Estas questões – como, v.g., o abuso do direito, os pressupostos processuais, gerais ou especiais, ou a litigância de má fé, oficiosamente cognoscíveis – constituem um objecto implícito do recurso, que torna lícita a sua apreciação na instância correspondente, embora, quando isso suceda, de modo a assegurar a previsibilidade da decisão e evitar as chamadas decisões-surpresa, o tribunal ad quem deva dar uma efectiva possibilidade às partes de se pronunciarem sobre elas (artº 3 nº 3 do CPC).

Face ao modelo do recurso de reponderação que o direito português consagra, o âmbito do recurso encontra-se objectivamente limitado pelas questões colocadas no tribunal recorrido pelo que, em regra, não é possível solicitar ao tribunal ad quem que se pronuncie sobre uma questão que não se integra no objecto da causa tal como foi apresentada e decidida na 1ª instância.

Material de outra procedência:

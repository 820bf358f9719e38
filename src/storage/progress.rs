use super::db::Database;
use super::types::StorageError;
use super::ProgressStore;

impl ProgressStore for Database {
    /// Read a value by key. Missing keys are `None`; a stored value that no
    /// longer parses as JSON is an error (the caller decides whether to
    /// degrade or fail).
    async fn get(&self, key: &str) -> Result<Option<serde_json::Value>, StorageError> {
        let row: Option<(String,)> =
            sqlx::query_as("SELECT value FROM progress_store WHERE key = ?")
                .bind(key)
                .fetch_optional(&self.pool)
                .await?;

        match row {
            Some((raw,)) => Ok(Some(serde_json::from_str(&raw)?)),
            None => Ok(None),
        }
    }

    /// UPSERT a value, refreshing the row timestamp.
    async fn set(&self, key: &str, value: serde_json::Value) -> Result<(), StorageError> {
        let raw = serde_json::to_string(&value)?;
        sqlx::query(
            r#"
            INSERT INTO progress_store (key, value, updated_at)
            VALUES (?, ?, datetime('now'))
            ON CONFLICT(key) DO UPDATE SET value = excluded.value, updated_at = excluded.updated_at
        "#,
        )
        .bind(key)
        .bind(&raw)
        .execute(&self.pool)
        .await?;

        Ok(())
    }
}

A função do recurso ordinário é, no nosso direito, a reapreciação da decisão recorrida e não um novo julgamento da causa.

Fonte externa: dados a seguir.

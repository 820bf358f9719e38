use std::collections::HashMap;
use std::path::Path;

use super::model::{ContentError, ContentIndex, Subject, Topic};

// ============================================================================
// ContentLibrary
// ============================================================================

/// The full read-only content tree for a session, one `Subject` per JSON
/// file, with a prebuilt [`ContentIndex`] per subject.
///
/// Files are loaded in sorted file-name order so `subjects()` returns a
/// stable, deterministic ordering across calls within a session.
#[derive(Debug)]
pub struct ContentLibrary {
    subjects: Vec<Subject>,
    indexes: HashMap<String, ContentIndex>,
}

impl ContentLibrary {
    /// Load every `*.json` file in `dir` as a subject.
    ///
    /// Non-JSON files are ignored. A file that fails to parse or violates the
    /// id-uniqueness invariant fails the whole load — partially loaded
    /// content would make progress aggregation meaningless.
    pub fn load_dir(dir: &Path) -> Result<Self, ContentError> {
        let mut paths: Vec<_> = std::fs::read_dir(dir)?
            .filter_map(|entry| entry.ok().map(|e| e.path()))
            .filter(|p| p.extension().is_some_and(|ext| ext == "json"))
            .collect();
        paths.sort();

        let mut subjects = Vec::with_capacity(paths.len());
        for path in paths {
            let raw = std::fs::read_to_string(&path)?;
            let subject: Subject =
                serde_json::from_str(&raw).map_err(|source| ContentError::Parse {
                    file: path.display().to_string(),
                    source,
                })?;
            tracing::debug!(
                subject = %subject.id,
                topics = subject.topics.len(),
                file = %path.display(),
                "Loaded subject"
            );
            subjects.push(subject);
        }

        Self::from_subjects(subjects)
    }

    /// Build a library from already-constructed subjects (tests, embedded
    /// content). Validates id uniqueness the same way `load_dir` does.
    pub fn from_subjects(subjects: Vec<Subject>) -> Result<Self, ContentError> {
        let mut indexes = HashMap::with_capacity(subjects.len());
        for subject in &subjects {
            let index = ContentIndex::build(subject)?;
            if indexes.insert(subject.id.clone(), index).is_some() {
                return Err(ContentError::DuplicateSubject(subject.id.clone()));
            }
        }
        Ok(Self { subjects, indexes })
    }

    pub fn subjects(&self) -> &[Subject] {
        &self.subjects
    }

    pub fn subject(&self, subject_id: &str) -> Option<&Subject> {
        self.subjects.iter().find(|s| s.id == subject_id)
    }

    /// The topics (chapters) of a subject, in authored order.
    pub fn topics_for(&self, subject_id: &str) -> Option<&[Topic]> {
        self.subject(subject_id).map(|s| s.topics.as_slice())
    }

    pub fn index(&self, subject_id: &str) -> Option<&ContentIndex> {
        self.indexes.get(subject_id)
    }
}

O modelo do nosso sistema de recursos é, portanto, o da reponderação e não o de reexame[4].

A questão concreta controversa em torno da qual gravita o litígio é de saber se o crédito do apelado está ou não garantido por direito de retenção.

Para sustentar a resposta negativa, a apelante alega, como fundamento da impugnação, que a compra das fracções não se destinava à habitação do credor A…, mas sim à sua posterior venda a terceiros ou arrendamento, que aquele não actuou como consumidor e não é consumidor.

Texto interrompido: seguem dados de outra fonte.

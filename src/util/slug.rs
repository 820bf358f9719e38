//! Discussion-thread slugs for cross-linking objectives.
//!
//! The navigation layer links each objective to an external discussion
//! thread. All it needs from us is a deterministic, readable reference.

/// Build the discussion-thread slug for an objective.
///
/// The slug is the GitHub-style slug of the objective text with the item id
/// appended. Determinism comes from using a fresh slugger per call (no
/// cross-call dedup counters), and distinct ids always produce distinct
/// slugs regardless of text.
pub fn thread_slug(id: &str, text: &str) -> String {
    let mut slugger = github_slugger::Slugger::default();
    let base = slugger.slug(text);
    if base.is_empty() {
        format!("objective-{}", id)
    } else {
        format!("{}-{}", base, id)
    }
}

#[cfg(test)]
mod tests {
    use super::*;

    #[test]
    fn slug_is_deterministic() {
        let a = thread_slug("o1", "Explain the chain rule");
        let b = thread_slug("o1", "Explain the chain rule");
        assert_eq!(a, b);
        assert_eq!(a, "explain-the-chain-rule-o1");
    }

    #[test]
    fn distinct_ids_never_collide() {
        let a = thread_slug("o1", "Same text");
        let b = thread_slug("o2", "Same text");
        assert_ne!(a, b);
    }

    #[test]
    fn punctuation_and_case_are_normalized() {
        let slug = thread_slug("o9", "What is Big-O notation?");
        assert!(slug.ends_with("-o9"));
        assert_eq!(slug, slug.to_lowercase());
        assert!(!slug.contains(' '));
        assert!(!slug.contains('?'));
    }

    #[test]
    fn empty_text_falls_back_to_id() {
        assert_eq!(thread_slug("o3", ""), "objective-o3");
        assert_eq!(thread_slug("o3", "???"), "objective-o3");
    }
}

Simplesmente uma leitura, ainda que meramente oblíqua quer da matéria de facto julgada provada pelo Tribunal de que provém o recurso – que neste ponto não é objecto de impugnação - quer das alegações produzidas pelas partes na instância recorrida, torna patente, de um aspecto, que aqueles factos não foram julgados, e de outro – o que é mais – que nem sequer foram alegados naquela instância.

A única coisa que a este propósito se julgou provado foi que o recorrido reside no Brasil e não habita as fracções. Mas deste facto não decorre, como corolário que não possa ser recusado, que o apelado destinava aquelas fracções à venda ou a arrendamento.

Como melhor se procurará detalhar, um dos pressupostos do direito de retenção é a existência de um nexo causal entre o crédito e a coisa: é o que decorre da declaração da lei de que o crédito deve resultar de despesas por causa da coisa ou de danos por ela causados (artº 754 do Código Civil).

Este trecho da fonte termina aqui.